Why is this C code 5x faster than this equivalent C# code? On my machine, the C program completes in 32ms versus 150ms for the C# program. 30ms of the difference is due to C# start-up/shutdown overhead. The other 90ms is due to gcc vectorizing the loop, after being allowed to ignore some standards around floating-point calculations. This is a very specific case of numerically-intensive code: it’s not guaranteed that C will always be 5x faster than C#!

The long story

After making C# go fast, I wondered if I could do much better using a non-managed language like C. Rewriting my game in C is a large project, so I went hunting for smaller examples. Before long, I came across speed comparison, which compares many languages performing the same small calculation of pi. It’s a trivially small piece of code which only compares a tiny portion of what each language is capable of, but it’s a good starting point for a learning exercise.
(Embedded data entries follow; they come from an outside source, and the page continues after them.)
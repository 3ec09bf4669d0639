//! Time-bounded cache of resolved tenant contexts.
//!
//! Each entry carries its own deadline, fixed when it is inserted. A
//! tokio timer removes the entry when the deadline passes; re-inserting
//! the same key bumps its generation so the older timer leaves the newer
//! entry alone. Reads also check the deadline, so an entry is never
//! served late even if its timer has not run yet.
//!
//! Every invalidation advances an epoch under the write lock. A resolver
//! takes a [`CacheTicket`] before it reads the store and inserts with
//! [`ContextCache::put_if_current`]; if any invalidation ran in between,
//! the insert is dropped, so a context read before a mutation cannot
//! outlive that mutation's invalidation.

use std::collections::HashMap;
use std::sync::Arc;
use std::sync::atomic::{AtomicU64, Ordering};
use std::time::Duration;

use parking_lot::RwLock;
use tokio::time::Instant;
use tracing::{debug, warn};
use uuid::Uuid;
use warden_core::models::context::TenantContext;

use crate::config::EngineConfig;

/// Which organization a cached context was requested for.
#[derive(Debug, Clone, Copy, PartialEq, Eq, Hash)]
pub enum OrgSelector {
    /// No organization was named; the user's default was resolved.
    Default,
    Explicit(Uuid),
}

impl From<Option<Uuid>> for OrgSelector {
    fn from(organization_id: Option<Uuid>) -> Self {
        organization_id.map_or(OrgSelector::Default, OrgSelector::Explicit)
    }
}

#[derive(Debug, Clone, Copy, PartialEq, Eq, Hash)]
pub struct CacheKey {
    pub user_id: Uuid,
    pub selector: OrgSelector,
}

impl CacheKey {
    pub fn new(user_id: Uuid, organization_id: Option<Uuid>) -> Self {
        Self {
            user_id,
            selector: organization_id.into(),
        }
    }
}

struct Entry {
    context: TenantContext,
    expires_at: Instant,
    generation: u64,
}

type Entries = RwLock<HashMap<CacheKey, Entry>>;

/// Invalidation epoch observed before a resolution started.
#[derive(Debug, Clone, Copy, PartialEq, Eq)]
pub struct CacheTicket(u64);

pub struct ContextCache {
    entries: Arc<Entries>,
    ttl: Duration,
    generation: AtomicU64,
    epoch: AtomicU64,
}

impl ContextCache {
    pub fn new(ttl: Duration) -> Self {
        Self {
            entries: Arc::new(RwLock::new(HashMap::new())),
            ttl,
            generation: AtomicU64::new(0),
            epoch: AtomicU64::new(0),
        }
    }

    pub fn from_config(config: &EngineConfig) -> Self {
        Self::new(Duration::from_secs(config.context_ttl_secs))
    }

    pub fn ttl(&self) -> Duration {
        self.ttl
    }

    pub fn get(&self, key: &CacheKey) -> Option<TenantContext> {
        let entries = self.entries.read();
        match entries.get(key) {
            Some(entry) if entry.expires_at > Instant::now() => {
                debug!(user_id = %key.user_id, selector = ?key.selector, "Context cache hit");
                Some(entry.context.clone())
            }
            _ => {
                debug!(user_id = %key.user_id, selector = ?key.selector, "Context cache miss");
                None
            }
        }
    }

    /// Capture the invalidation epoch. Take it before reading the store.
    pub fn ticket(&self) -> CacheTicket {
        CacheTicket(self.epoch.load(Ordering::Acquire))
    }

    /// Insert or replace the context for `key`. Its deadline is now plus
    /// the cache TTL.
    pub fn put(&self, key: CacheKey, context: TenantContext) {
        let mut entries = self.entries.write();
        self.insert(&mut entries, key, context);
    }

    /// [`put`](Self::put), unless an invalidation ran after `ticket` was
    /// taken. Returns whether the context was stored.
    pub fn put_if_current(
        &self,
        ticket: CacheTicket,
        key: CacheKey,
        context: TenantContext,
    ) -> bool {
        let mut entries = self.entries.write();
        if self.epoch.load(Ordering::Acquire) != ticket.0 {
            debug!(
                user_id = %key.user_id,
                selector = ?key.selector,
                "Context invalidated during resolution, not cached"
            );
            return false;
        }
        self.insert(&mut entries, key, context)
    }

    fn insert(
        &self,
        entries: &mut HashMap<CacheKey, Entry>,
        key: CacheKey,
        context: TenantContext,
    ) -> bool {
        let Some(expires_at) = Instant::now().checked_add(self.ttl) else {
            warn!(ttl_secs = self.ttl.as_secs(), "Context TTL out of range, not cached");
            return false;
        };
        let generation = self.generation.fetch_add(1, Ordering::Relaxed);
        entries.insert(
            key,
            Entry {
                context,
                expires_at,
                generation,
            },
        );

        // Outside a runtime there is no timer; the read-side deadline
        // check still applies.
        let Ok(handle) = tokio::runtime::Handle::try_current() else {
            return true;
        };
        let entries = Arc::downgrade(&self.entries);
        handle.spawn(async move {
            tokio::time::sleep_until(expires_at).await;
            let Some(entries) = entries.upgrade() else {
                return;
            };
            let mut entries = entries.write();
            if entries.get(&key).is_some_and(|e| e.generation == generation) {
                entries.remove(&key);
                debug!(user_id = %key.user_id, selector = ?key.selector, "Context expired");
            }
        });
        true
    }

    pub fn invalidate(&self, key: &CacheKey) -> bool {
        let mut entries = self.entries.write();
        self.epoch.fetch_add(1, Ordering::Release);
        entries.remove(key).is_some()
    }

    pub fn invalidate_all(&self) {
        let mut entries = self.entries.write();
        self.epoch.fetch_add(1, Ordering::Release);
        entries.clear();
    }

    /// Drop every context of one user, explicit and default alike.
    pub fn invalidate_user(&self, user_id: Uuid) -> usize {
        self.retain(|key, _| key.user_id != user_id)
    }

    /// Drop every context that resolved to `organization_id`, including
    /// default-selector entries that happened to land there.
    pub fn invalidate_organization(&self, organization_id: Uuid) -> usize {
        self.retain(|_, entry| entry.context.organization_id() != organization_id)
    }

    pub fn len(&self) -> usize {
        self.entries.read().len()
    }

    pub fn is_empty(&self) -> bool {
        self.entries.read().is_empty()
    }

    fn retain(&self, mut keep: impl FnMut(&CacheKey, &Entry) -> bool) -> usize {
        let mut entries = self.entries.write();
        self.epoch.fetch_add(1, Ordering::Release);
        let before = entries.len();
        entries.retain(|key, entry| keep(key, entry));
        before - entries.len()
    }
}

impl Default for ContextCache {
    fn default() -> Self {
        Self::from_config(&EngineConfig::default())
    }
}

#[cfg(test)]
mod tests {
    use std::collections::BTreeMap;

    use chrono::Utc;
    use warden_core::models::membership::{MemberRole, Membership, MembershipStatus};
    use warden_core::models::organization::{
        ComplianceSettings, Organization, ResourceUsage, SecuritySettings, SubscriptionStatus,
        SubscriptionTier,
    };
    use warden_core::models::permission::derive;
    use warden_core::models::quota::QuotaSnapshot;

    use super::*;

    fn context(user_id: Uuid, organization_id: Uuid) -> TenantContext {
        let organization = Organization {
            id: organization_id,
            code: "acme".into(),
            name: "Acme".into(),
            primary_domain: "acme.com".into(),
            additional_domains: vec![],
            tier: SubscriptionTier::Free,
            subscription_status: SubscriptionStatus::Active,
            limits: SubscriptionTier::Free.default_limits(),
            usage: ResourceUsage::default(),
            settings: serde_json::json!({}),
            feature_flags: BTreeMap::new(),
            security: SecuritySettings::default(),
            compliance: ComplianceSettings::default(),
            is_active: true,
            created_at: Utc::now(),
            updated_at: Utc::now(),
        };
        let membership = Membership {
            user_id,
            organization_id,
            role: MemberRole::Member,
            status: MembershipStatus::Active,
            custom_permissions: vec![],
            invitation: None,
            invited_by: None,
            joined_at: Utc::now(),
            deactivated_by: None,
            deactivated_at: None,
            created_at: Utc::now(),
            updated_at: Utc::now(),
        };
        TenantContext {
            permissions: derive(MemberRole::Member, &[]),
            feature_flags: organization.effective_feature_flags(),
            quotas: QuotaSnapshot::of(&organization),
            organization,
            membership,
        }
    }

    #[tokio::test(start_paused = true)]
    async fn entries_expire_after_their_ttl() {
        let cache = ContextCache::new(Duration::from_secs(60));
        let (user, org) = (Uuid::new_v4(), Uuid::new_v4());
        let key = CacheKey::new(user, Some(org));

        cache.put(key, context(user, org));
        tokio::time::sleep(Duration::from_secs(59)).await;
        assert!(cache.get(&key).is_some());

        tokio::time::sleep(Duration::from_secs(2)).await;
        assert!(cache.get(&key).is_none());
        assert!(cache.is_empty());
    }

    #[tokio::test(start_paused = true)]
    async fn reinsert_is_not_evicted_by_the_older_timer() {
        let cache = ContextCache::new(Duration::from_secs(60));
        let (user, org) = (Uuid::new_v4(), Uuid::new_v4());
        let key = CacheKey::new(user, None);

        cache.put(key, context(user, org));
        tokio::time::sleep(Duration::from_secs(30)).await;
        cache.put(key, context(user, org));

        tokio::time::sleep(Duration::from_secs(45)).await;
        assert!(cache.get(&key).is_some());
        assert_eq!(cache.len(), 1);

        tokio::time::sleep(Duration::from_secs(20)).await;
        assert!(cache.get(&key).is_none());
    }

    #[test]
    fn invalidation_by_user_and_by_organization() {
        let cache = ContextCache::new(Duration::from_secs(60));
        let (alice, bob) = (Uuid::new_v4(), Uuid::new_v4());
        let (acme, globex) = (Uuid::new_v4(), Uuid::new_v4());

        cache.put(CacheKey::new(alice, Some(acme)), context(alice, acme));
        cache.put(CacheKey::new(alice, None), context(alice, acme));
        cache.put(CacheKey::new(bob, Some(globex)), context(bob, globex));
        cache.put(CacheKey::new(bob, Some(acme)), context(bob, acme));
        assert_eq!(cache.len(), 4);

        // The default-selector entry resolved to acme and goes too.
        assert_eq!(cache.invalidate_organization(acme), 3);
        assert_eq!(cache.len(), 1);

        assert_eq!(cache.invalidate_user(bob), 1);
        assert!(cache.is_empty());
    }

    #[test]
    fn invalidate_single_key_and_all() {
        let cache = ContextCache::new(Duration::from_secs(60));
        let (user, org) = (Uuid::new_v4(), Uuid::new_v4());
        let key = CacheKey::new(user, Some(org));

        cache.put(key, context(user, org));
        cache.put(CacheKey::new(user, None), context(user, org));
        assert!(cache.invalidate(&key));
        assert!(!cache.invalidate(&key));
        assert_eq!(cache.len(), 1);

        cache.invalidate_all();
        assert!(cache.is_empty());
    }

    #[test]
    fn invalidation_during_resolution_discards_the_late_put() {
        let cache = ContextCache::new(Duration::from_secs(60));
        let (user, org) = (Uuid::new_v4(), Uuid::new_v4());
        let key = CacheKey::new(user, Some(org));

        let ticket = cache.ticket();
        cache.invalidate_user(user);
        assert!(!cache.put_if_current(ticket, key, context(user, org)));
        assert!(cache.get(&key).is_none());

        let ticket = cache.ticket();
        assert!(cache.put_if_current(ticket, key, context(user, org)));
        assert!(cache.get(&key).is_some());
    }

    #[test]
    fn every_kind_of_invalidation_advances_the_epoch() {
        let cache = ContextCache::new(Duration::from_secs(60));
        let (user, org) = (Uuid::new_v4(), Uuid::new_v4());

        let ticket = cache.ticket();
        cache.invalidate(&CacheKey::new(user, None));
        assert_ne!(cache.ticket(), ticket);

        let ticket = cache.ticket();
        cache.invalidate_organization(org);
        assert_ne!(cache.ticket(), ticket);

        let ticket = cache.ticket();
        cache.invalidate_all();
        assert_ne!(cache.ticket(), ticket);
    }

    #[tokio::test]
    async fn oversized_ttl_is_not_cached_and_does_not_panic() {
        let cache = ContextCache::new(Duration::MAX);
        let (user, org) = (Uuid::new_v4(), Uuid::new_v4());
        let key = CacheKey::new(user, Some(org));

        cache.put(key, context(user, org));
        assert!(cache.get(&key).is_none());
        assert!(cache.is_empty());
    }
}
C comes in at 3 times faster than C# in the above comparison. In this blog post, I’ll investigate why, as someone with a rather patchy understanding of low level code and performance (me).

The questions of which language is the fastest, and whether managed languages like C# are slow have been around forever, and many people smarter than me have written about it online. See appendix B for some interesting reads. The generic reasons given are VM/runtime overhead, garbage collection (GC), just-in-time compilation (JIT), array bounds checking and more. I wasn’t satisfied with generic reasons, and wanted to know specifically why two pieces of comparable code differed.

Running the speed comparison, poking around

Speed comparison is relatively straightforward to run on a Linux-like environment. On my machine, C performed even better than reported, averaging 35ms per run, versus 155ms for C#.

The code:

reads a number rounds from a file
iteratively calculates the value of pi, looping as many times as rounds specifies
prints the value of pi

I tinkered with the code a bit to get an understanding of where the time was being spent. Eliminating file I/O by hard coding rounds saved a few milliseconds in both C and C#. Setting rounds to 1 reduced C’s run time to effectively zero, while C# still took 30ms. I assume this time is start-up/shutdown time of the C# runtime (CLR), which I don’t particularly care about.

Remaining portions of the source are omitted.